Sandoz countered Amgen's preliminary injunction, arguing that the BCPIA patent dance outlined in the statute was not mandatory, but optional. Sandoz also argued that biosimilar manufacturers should not have to wait for FDA to approve their product before giving notice to the reference product manufacturer. 

Judge Seeborg agreed, focusing on the statute's language (including dissecting the use of the words "shall" and "may"). "Congress intended merely to encourage use of the statute's dispute resolution process in favor of litigation, where practicable, with the carrot of a safe harbor for applicants who otherwise would remain vulnerable to suit," Seeborg wrote in his March 19th opinion. "The statute contains no stick to force compliance in all instances, and Amgen does not identify any basis to impute one."

Compliance with the patent dance “allows an applicant to enjoy a temporary safe harbor from litigation and, potentially, to resolve or narrow patent disputes outside court proceedings," he noted. The statute is only “required,” when “the parties elect to take advantage of their benefits.” 

In siding with Sandoz on the 180-day provision argument, Judge Seeborg seemed convinced that Amgen had already enjoyed enough exclusivity and didn't need an extra six months. "Because the FDA cannot license a biosimilar until twelve years after approval of a reference product, Amgen’s reading would tack an unconditional extra six months of market exclusivity onto the twelve years reference product sponsors already enjoy," he noted.  "Had Congress intended to make the exclusivity period twelve and one-half years, it could not have chosen a more convoluted method of doing so. Moreover, Congress presumably could have been far more explicit had it intended for infringement suits to commence only once a biosimilar receives FDA approval."

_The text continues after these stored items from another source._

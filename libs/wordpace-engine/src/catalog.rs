//! Read-only content catalog collaborator.
//!
//! Words, lessons, and courses are owned by the content system. The
//! engine only needs existence checks, the parent course behind a
//! lesson, and CEFR tags for difficulty buckets.

use std::collections::HashMap;

use async_trait::async_trait;
use serde::{Deserialize, Serialize};

use wordpace_core::CefrLevel;

use crate::error::Result;

/// Word as known to the content catalog.
#[derive(Debug, Clone, PartialEq, Eq, Serialize, Deserialize)]
pub struct CatalogWord {
    pub id: i64,
    pub lesson_id: Option<i64>,
    pub cefr: Option<CefrLevel>,
}

/// Lesson as known to the content catalog.
#[derive(Debug, Clone, PartialEq, Eq, Serialize, Deserialize)]
pub struct CatalogLesson {
    pub id: i64,
    pub course_id: Option<i64>,
}

/// Content lookup interface.
#[async_trait]
pub trait ContentCatalog: Send + Sync {
    /// Look up one word.
    async fn word(&self, word_id: i64) -> Result<Option<CatalogWord>>;

    /// Look up one lesson.
    async fn lesson(&self, lesson_id: i64) -> Result<Option<CatalogLesson>>;

    /// Look up a batch of words, preserving input order.
    async fn words(&self, word_ids: &[i64]) -> Result<Vec<Option<CatalogWord>>> {
        let mut words = Vec::with_capacity(word_ids.len());
        for &word_id in word_ids {
            words.push(self.word(word_id).await?);
        }
        Ok(words)
    }
}

/// In-memory [`ContentCatalog`] seeded up front.
#[derive(Debug, Default)]
pub struct MemoryCatalog {
    words: HashMap<i64, CatalogWord>,
    lessons: HashMap<i64, CatalogLesson>,
}

impl MemoryCatalog {
    pub fn new() -> Self {
        Self::default()
    }

    /// Add a word, builder style.
    pub fn with_word(mut self, word: CatalogWord) -> Self {
        self.words.insert(word.id, word);
        self
    }

    /// Add a lesson, builder style.
    pub fn with_lesson(mut self, lesson: CatalogLesson) -> Self {
        self.lessons.insert(lesson.id, lesson);
        self
    }
}

#[async_trait]
impl ContentCatalog for MemoryCatalog {
    async fn word(&self, word_id: i64) -> Result<Option<CatalogWord>> {
        Ok(self.words.get(&word_id).cloned())
    }

    async fn lesson(&self, lesson_id: i64) -> Result<Option<CatalogLesson>> {
        Ok(self.lessons.get(&lesson_id).cloned())
    }
}

#[cfg(test)]
mod tests {
    use super::*;

    fn catalog() -> MemoryCatalog {
        MemoryCatalog::new()
            .with_word(CatalogWord { id: 1, lesson_id: Some(10), cefr: Some(CefrLevel::A1) })
            .with_word(CatalogWord { id: 2, lesson_id: Some(10), cefr: None })
            .with_lesson(CatalogLesson { id: 10, course_id: Some(100) })
    }

    #[tokio::test]
    async fn word_lookup_hits_and_misses() {
        let catalog = catalog();
        assert!(catalog.word(1).await.unwrap().is_some());
        assert!(catalog.word(99).await.unwrap().is_none());
    }

    #[tokio::test]
    async fn lesson_lookup_carries_parent_course() {
        let catalog = catalog();
        let lesson = catalog.lesson(10).await.unwrap().unwrap();
        assert_eq!(lesson.course_id, Some(100));
    }

    #[tokio::test]
    async fn batch_lookup_preserves_input_order() {
        let catalog = catalog();
        let words = catalog.words(&[2, 99, 1]).await.unwrap();
        assert_eq!(words.len(), 3);
        assert_eq!(words[0].as_ref().map(|w| w.id), Some(2));
        assert!(words[1].is_none());
        assert_eq!(words[2].as_ref().map(|w| w.id), Some(1));
    }
}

He concluded: "It was, therefore, not wrongful for Sandoz to give Amgen its 180 days’ notice prior to first commercial marketing...in July 2014, in advance of receiving FDA approval."

Download Judge Seeborg's BCPIA Opinion

FDA Law Blog, which has covered the patent provisions in the BCPIA in several comprehensive articles, states that the decision could have wide-ranging implications: “the victory scored by Sandoz, if upheld, could forever alter the biosimilars landscape in the U.S. by affirming that the complex patent resolution procedures under the BPCIA (which some might say are a disincentive to seeking approval of a highly similar biosimilar or interchangeable biosimilar biological product) are not the only game in town.”